Status epilepticus is typically treated with benzodiazepines or barbiturates; both classes of drugs are well-known for their often debilitating side-effects, and are far from effective across the board.
However, there is evidence that cannabinoids—specifically CB1-receptor agonists like anandamide, delta-9-THC, and the synthetic analogue WIN 55,212-2—may provide stronger protection against status epilepticus. In a 2006 study published in the Journal of Pharmacology, WIN 55,212-2 demonstrated the ability to totally suppress all seizure activity, including the prolonged episodes associated with status epilepticus.
The study also noted that WIN 55,212-2 significantly outperformed phenytoin and phenobarbital in suppressing status epilepticus.
From this and various related studies conducted over the last decade or so, it has been well-established that agonists of the CB1-receptors are fundamentally important to terminating seizures and preventing the onset of status epilepticus, and that in epileptic patients, an imbalance in the endocannabinoid system increases the frequency and severity of seizures. A 2007 paper noted that if epileptic neurons were administered CB1-receptor antagonists, it would cause continuous epileptic activityas seen in patients with status epilepticus. If then treated with CB1-receptor agonists, the excessive activity would stop. Conversely, when non-epileptic neurons were treated with CB1-receptor antagonists, the excessive activity resembling status epilepticus did not occur.
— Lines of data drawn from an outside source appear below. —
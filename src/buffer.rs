//! Channel buffers.
//!
//! Every channel owns one [`InputBuffer`] and one [`OutputBuffer`]. The
//! input side accumulates whatever the descriptor produced and hands it out
//! as records or bounded byte runs, with a push-back queue for consumers
//! that read one record too many. The output side queues bytes for
//! transmission and tracks the overflow threshold used for backpressure
//! signaling.

use std::collections::VecDeque;

use bytes::{Buf, BytesMut};

/// Record separator applied when none is configured.
pub const DEFAULT_SEPARATOR: &[u8] = b"\n";

/// Buffered input for one channel.
#[derive(Debug)]
pub struct InputBuffer {
    buf: BytesMut,
    pushback: VecDeque<Vec<u8>>,
    separator: Vec<u8>,
}

impl InputBuffer {
    pub fn new() -> InputBuffer {
        InputBuffer {
            buf: BytesMut::new(),
            pushback: VecDeque::new(),
            separator: DEFAULT_SEPARATOR.to_vec(),
        }
    }

    /// Appends bytes read from the descriptor.
    pub fn append(&mut self, data: &[u8]) {
        self.buf.extend_from_slice(data);
    }

    /// Total bytes available, push-back entries included.
    pub fn len(&self) -> usize {
        self.pushback.iter().map(Vec::len).sum::<usize>() + self.buf.len()
    }

    pub fn is_empty(&self) -> bool {
        self.pushback.is_empty() && self.buf.is_empty()
    }

    /// Whether at least `amount` bytes can be consumed right now.
    pub fn can_read(&self, amount: usize) -> bool {
        self.len() >= amount
    }

    /// The unconsumed byte run, without push-back entries and without
    /// consuming anything.
    pub fn peek(&self) -> &[u8] {
        &self.buf
    }

    /// Extracts the next record, separator stripped.
    ///
    /// Push-back entries are returned first, verbatim. Returns `None` when
    /// no complete record is buffered.
    pub fn get(&mut self) -> Option<Vec<u8>> {
        if let Some(line) = self.pushback.pop_front() {
            return Some(line);
        }
        let pos = find(&self.buf, &self.separator)?;
        let mut line = self.buf.split_to(pos + self.separator.len()).to_vec();
        line.truncate(pos);
        Some(line)
    }

    /// Extracts up to `amount` raw bytes, draining push-back entries first.
    /// Returns `None` when the buffer is empty.
    pub fn getsome(&mut self, amount: usize) -> Option<Vec<u8>> {
        if self.is_empty() || amount == 0 {
            return None;
        }

        let mut out = Vec::with_capacity(amount.min(self.len()));
        while out.len() < amount {
            match self.pushback.front_mut() {
                Some(line) => {
                    let take = line.len().min(amount - out.len());
                    out.extend_from_slice(&line[..take]);
                    if take == line.len() {
                        self.pushback.pop_front();
                    } else {
                        line.drain(..take);
                    }
                }
                None => break,
            }
        }
        if out.len() < amount {
            let take = self.buf.len().min(amount - out.len());
            out.extend_from_slice(&self.buf[..take]);
            self.buf.advance(take);
        }
        Some(out)
    }

    /// Pushes a previously consumed record back; the next [`get`] returns it
    /// before touching the byte run.
    ///
    /// [`get`]: InputBuffer::get
    pub fn unget(&mut self, line: Vec<u8>) {
        self.pushback.push_front(line);
    }

    /// Prepends raw bytes to the byte run, separators and all.
    pub fn ungets(&mut self, raw: &[u8]) {
        if raw.is_empty() {
            return;
        }
        let mut restored = BytesMut::with_capacity(raw.len() + self.buf.len());
        restored.extend_from_slice(raw);
        restored.extend_from_slice(&self.buf);
        self.buf = restored;
    }

    pub fn separator(&self) -> &[u8] {
        &self.separator
    }

    pub fn set_separator(&mut self, separator: &[u8]) {
        assert!(
            !separator.is_empty(),
            "configuration error: empty record separator"
        );
        self.separator = separator.to_vec();
    }

    pub(crate) fn clear(&mut self) {
        self.buf = BytesMut::new();
        self.pushback.clear();
    }
}

impl Default for InputBuffer {
    fn default() -> InputBuffer {
        InputBuffer::new()
    }
}

fn find(haystack: &[u8], needle: &[u8]) -> Option<usize> {
    if needle.len() > haystack.len() {
        return None;
    }
    (0..=haystack.len() - needle.len()).find(|&i| &haystack[i..i + needle.len()] == needle)
}

/// Which side of the overflow threshold a buffer operation crossed.
#[derive(Copy, Clone, Debug, PartialEq, Eq)]
pub(crate) enum Crossing {
    Begin,
    End,
}

/// Bytes queued for transmission, with backpressure accounting.
#[derive(Debug)]
pub struct OutputBuffer {
    buf: BytesMut,
    limit: usize,
    overflown: bool,
}

impl OutputBuffer {
    pub fn new(limit: usize) -> OutputBuffer {
        OutputBuffer {
            buf: BytesMut::new(),
            limit,
            overflown: false,
        }
    }

    pub fn len(&self) -> usize {
        self.buf.len()
    }

    pub fn is_empty(&self) -> bool {
        self.buf.is_empty()
    }

    pub fn limit(&self) -> usize {
        self.limit
    }

    pub fn is_overflown(&self) -> bool {
        self.overflown
    }

    pub fn as_slice(&self) -> &[u8] {
        &self.buf
    }

    /// Queues bytes; reports `Crossing::Begin` when this push crosses the
    /// threshold upward.
    pub(crate) fn push(&mut self, data: &[u8]) -> Option<Crossing> {
        self.buf.extend_from_slice(data);
        if !self.overflown && self.buf.len() > self.limit {
            self.overflown = true;
            return Some(Crossing::Begin);
        }
        None
    }

    /// Discards `amount` transmitted bytes from the front; reports
    /// `Crossing::End` when the buffer returns to at/under the threshold.
    pub(crate) fn consume(&mut self, amount: usize) -> Option<Crossing> {
        self.buf.advance(amount);
        if self.overflown && self.buf.len() <= self.limit {
            self.overflown = false;
            return Some(Crossing::End);
        }
        None
    }

    /// Adjusts the threshold; crossing signals follow the same strict
    /// alternation as push/consume.
    pub(crate) fn set_limit(&mut self, limit: usize) -> Option<Crossing> {
        self.limit = limit;
        if self.overflown && self.buf.len() <= self.limit {
            self.overflown = false;
            Some(Crossing::End)
        } else if !self.overflown && self.buf.len() > self.limit {
            self.overflown = true;
            Some(Crossing::Begin)
        } else {
            None
        }
    }

    pub(crate) fn clear(&mut self) {
        self.buf = BytesMut::new();
        self.overflown = false;
    }
}

#[cfg(test)]
mod tests {
    use super::*;

    #[test]
    fn get_strips_separator() {
        let mut input = InputBuffer::new();
        input.append(b"hello\nwor");
        assert_eq!(input.get(), Some(b"hello".to_vec()));
        assert_eq!(input.get(), None);
        input.append(b"ld\n");
        assert_eq!(input.get(), Some(b"world".to_vec()));
    }

    #[test]
    fn custom_separator() {
        let mut input = InputBuffer::new();
        input.set_separator(b"\r\n");
        input.append(b"one\r\ntwo\nstill-two\r\n");
        assert_eq!(input.get(), Some(b"one".to_vec()));
        assert_eq!(input.get(), Some(b"two\nstill-two".to_vec()));
    }

    #[test]
    fn unget_restores_next_get() {
        let mut input = InputBuffer::new();
        input.append(b"alpha\nbeta\n");
        let line = input.get().unwrap();
        input.unget(line.clone());
        assert_eq!(input.get(), Some(line));
        assert_eq!(input.get(), Some(b"beta".to_vec()));
    }

    #[test]
    fn ungets_restores_byte_run() {
        let mut input = InputBuffer::new();
        input.append(b"alpha\nbeta\n");
        let before = input.peek().to_vec();
        let mut line = input.get().unwrap();
        line.extend_from_slice(input.separator());

        input.ungets(&line);
        assert_eq!(input.peek(), &before[..]);
        assert_eq!(input.get(), Some(b"alpha".to_vec()));
    }

    #[test]
    fn getsome_is_bounded_and_drains_pushback_first() {
        let mut input = InputBuffer::new();
        input.append(b"abcdef");
        input.unget(b"xy".to_vec());

        assert!(input.can_read(8));
        assert!(!input.can_read(9));

        assert_eq!(input.getsome(3), Some(b"xya".to_vec()));
        assert_eq!(input.getsome(100), Some(b"bcdef".to_vec()));
        assert_eq!(input.getsome(1), None);
    }

    #[test]
    fn overflow_crossings_alternate() {
        let mut output = OutputBuffer::new(4);

        assert_eq!(output.push(b"abc"), None);
        assert_eq!(output.push(b"de"), Some(Crossing::Begin));
        // Already overflown, no second begin.
        assert_eq!(output.push(b"f"), None);

        assert_eq!(output.consume(1), None);
        assert_eq!(output.consume(1), Some(Crossing::End));
        assert_eq!(output.consume(4), None);
        assert!(output.is_empty());
    }

    #[test]
    fn limit_changes_signal_crossings() {
        let mut output = OutputBuffer::new(10);
        output.push(b"abcdef");

        assert_eq!(output.set_limit(4), Some(Crossing::Begin));
        assert_eq!(output.set_limit(6), Some(Crossing::End));
        assert_eq!(output.set_limit(100), None);
    }
}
Thus, it is clear that both delta-9-THC and CBD have an important role to play in the management of seizures in epilepsy. However, the respective mechanisms of action are not fully understood, particularly in the case of CBD, which exerts its effect through means that are independent of the main cannabinoid receptors. CBD products have however seen a rise in popularity lately, with research backing up its therapeutic benefits.